Feast of Saint Patrick. Fr Euan Marley offers a bonus sermon for the Feast of Saint Patrick.

The field of St Patrick studies is not for the faint hearted. So many theories and so much emotion are invested into the solutions for the various problems of St Patrick. As it was famously said, ‘in the field of St Patrick studies, scholars have left no stone unthrown.’

St Patrick as symbol and legend stands in the way of the truth, but even without the emotion there would still be difficulties at the scholarly level. At the popular level, St Patrick is the bishop in green, whose statue is to be seen in churches throughout the world, and not just Ireland. Legends get twisted up, though. I remember a BBC programme interviewing people at the St Patrick’s day parade in New York about the Irish famine. One woman, delightfully said that it was terrible. They were so poor that the Irish had nothing to eat but potatoes…

We can bypass the questions of Patrick’s origin, his exact importance in the evangelising of Ireland, whether there were two Patricks, and look at the one certain insight into the man who has become a symbol of faith. This is his Confessions, written in Latin. If ever there was a self-authenticating document, it is this one. Patrick speaks of his being kidnapped in his youth, being brought to Ireland as a slave, and his growth in faith. Here we have an insight into the man who was removed from the complex civilisation to which he belonged and in so doing was deprived of the opportunity to become a true Roman, to share in the birthright of education which was his right as the son of a Deacon and the grandson of a priest.

This lack of culture is evident in the very limited Latin in which Patrick writes. It is not bad Latin, but it shows evidence of someone whose education had been interrupted by his ordeal. The debate about Patrick’s place of birth, with its anachronistic use of nationalities, Scottish, Welsh, French or whatever, obscures the fact that, for Patrick, the real distinction is between an educated Roman citizen, who only needed to open his mouth to show his status, and those who had not obtained such a prize.

Patrick describes himself as ‘countrified’, literally a rustic, and while there are elements of rhetorical technique here, where the writer apologises in advance for their lack of ability, this is a book whose language and culture is scarred.
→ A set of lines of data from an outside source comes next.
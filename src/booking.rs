//! Appointment booking and the patient's appointment list.
//!
//! Booking, cancelling and rescheduling validate their input and answer
//! with a notification. None of them writes to the catalog: the record
//! set is fixed for the life of the process.

use chrono::NaiveDate;
use serde::{Deserialize, Serialize};

use crate::models::{Appointment, AppointmentStatus, Doctor, SessionUser};
use crate::notification::Notification;
use crate::session::Session;

/// Bookable consultation slots.
pub const TIME_SLOTS: &[&str] = &[
    "09:00 AM", "09:30 AM", "10:00 AM", "10:30 AM", "11:00 AM", "11:30 AM",
    "02:00 PM", "02:30 PM", "03:00 PM", "03:30 PM", "04:00 PM", "04:30 PM",
];

#[derive(Debug, Clone, PartialEq, Eq, thiserror::Error)]
pub enum BookingError {
    #[error("You need to be logged in to manage appointments")]
    LoginRequired,
    #[error("Invalid date format. Use YYYY-MM-DD")]
    InvalidDate(String),
    #[error("{0} is not an available time slot")]
    InvalidTimeSlot(String),
    #[error("{0} is required")]
    MissingField(&'static str),
    #[error("Appointment is already cancelled")]
    AlreadyCancelled,
}

impl BookingError {
    pub fn to_notification(&self) -> Notification {
        match self {
            Self::LoginRequired => Notification::destructive(
                "Please log in",
                "You need to be logged in to book an appointment.",
            ),
            other => Notification::destructive("Booking Failed", other.to_string()),
        }
    }
}

// ═══════════════════════════════════════════
// Booking
// ═══════════════════════════════════════════

#[derive(Debug, Clone, Default, PartialEq, Eq, Serialize, Deserialize)]
#[serde(rename_all = "camelCase", default)]
pub struct BookingRequest {
    pub date: String,
    pub time: String,
    pub reason: String,
    pub patient_name: String,
    pub phone: String,
    pub email: String,
}

impl BookingRequest {
    /// Empty form with contact fields taken from the logged-in user.
    pub fn prefilled(user: Option<&SessionUser>) -> Self {
        Self {
            patient_name: user.map(|u| u.name.clone()).unwrap_or_default(),
            email: user.map(|u| u.email.clone()).unwrap_or_default(),
            ..Default::default()
        }
    }

    fn validate(&self) -> Result<NaiveDate, BookingError> {
        let date = NaiveDate::parse_from_str(self.date.trim(), "%Y-%m-%d")
            .map_err(|_| BookingError::InvalidDate(self.date.clone()))?;
        if !TIME_SLOTS.contains(&self.time.as_str()) {
            return Err(BookingError::InvalidTimeSlot(self.time.clone()));
        }
        for (field, value) in [
            ("patientName", &self.patient_name),
            ("phone", &self.phone),
            ("email", &self.email),
        ] {
            if value.trim().is_empty() {
                return Err(BookingError::MissingField(field));
            }
        }
        Ok(date)
    }
}

/// Book a consultation. Nothing is stored; the caller gets the
/// confirmation to show.
pub fn book(
    session: &Session,
    doctor: &Doctor,
    request: &BookingRequest,
) -> Result<Notification, BookingError> {
    if !session.is_authenticated() {
        return Err(BookingError::LoginRequired);
    }
    let date = request.validate()?;

    tracing::info!(doctor_id = %doctor.id, %date, time = %request.time, "Appointment booked");

    Ok(Notification::success(
        "Appointment Booked!",
        format!(
            "Your appointment with {} has been scheduled for {} at {}.",
            doctor.name, request.date, request.time
        ),
    ))
}

// ═══════════════════════════════════════════
// My appointments
// ═══════════════════════════════════════════

/// Appointments grouped the way the list page tabs show them.
#[derive(Debug, Clone, Default, Serialize)]
pub struct AppointmentBuckets {
    pub upcoming: Vec<Appointment>,
    pub past: Vec<Appointment>,
    pub cancelled: Vec<Appointment>,
}

impl AppointmentBuckets {
    pub fn from_appointments<'a>(appointments: impl IntoIterator<Item = &'a Appointment>) -> Self {
        let mut buckets = Self::default();
        for appointment in appointments {
            let bucket = match appointment.status {
                AppointmentStatus::Upcoming => &mut buckets.upcoming,
                AppointmentStatus::Completed => &mut buckets.past,
                AppointmentStatus::Cancelled => &mut buckets.cancelled,
            };
            bucket.push(appointment.clone());
        }
        buckets
    }
}

pub fn cancel(session: &Session, appointment: &Appointment) -> Result<Notification, BookingError> {
    if !session.is_authenticated() {
        return Err(BookingError::LoginRequired);
    }
    if appointment.status == AppointmentStatus::Cancelled {
        return Err(BookingError::AlreadyCancelled);
    }

    tracing::info!(appointment_id = %appointment.id, "Appointment cancelled");
    Ok(Notification::success(
        "Appointment Cancelled",
        "Your appointment has been cancelled successfully.",
    ))
}

pub fn reschedule(
    session: &Session,
    appointment: &Appointment,
) -> Result<Notification, BookingError> {
    if !session.is_authenticated() {
        return Err(BookingError::LoginRequired);
    }
    if appointment.status == AppointmentStatus::Cancelled {
        return Err(BookingError::AlreadyCancelled);
    }

    Ok(Notification::success(
        "Reschedule Request",
        "Please contact the hospital to reschedule your appointment.",
    ))
}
Yet Patrick himself is a man scarred by experience, and the book speaks of his heart.

Patrick had a conversion in Ireland like no other great Christian of the early Church. Conversion stories up until then stressed the intellectual process. St Patrick lived in the same century as St Augustine, at least in the second half of Augustine’s life, and Augustine was to demonstrate out of his own great learning that conversion could never be a purely intellectual process. God transcends the human intellect, and only grace can bring us into the heart of God’s life. Patrick was to find this truth without learning. He learned to pray in Ireland, and prayer would be the beginning and end of his conversion. When tempted by doubts he would pray, and his path to God was always a pathway of prayer. When he escaped from Ireland, he was responding to prayer. ‘The boat is ready’, were the words he felt he could hear. When they refused him entry to the boat which he found in a port, then he prayed again. They changed their mind.

Boats occur often in his life. One carried him to slavery, another to freedom. A boat brought him back to Ireland. The boat carries you where it will. Once on the boat, choices end, except for the choice between hope and despair, a choice never made once and for all in Patrick’s life. Boats too were to connect the British Isles in new way. To quote Peter Brown, in The Rise of Western Christendom, ‘What happened in [Patrick’s] life time was the emergence of the Irish Sea as a Celtic “Mediterranean of the North”. St Patrick is the patron saint of Ireland but his life was to change all the British isles.

fr. Euan Marley O.P. lives and works at Blackfriars, Cambridge.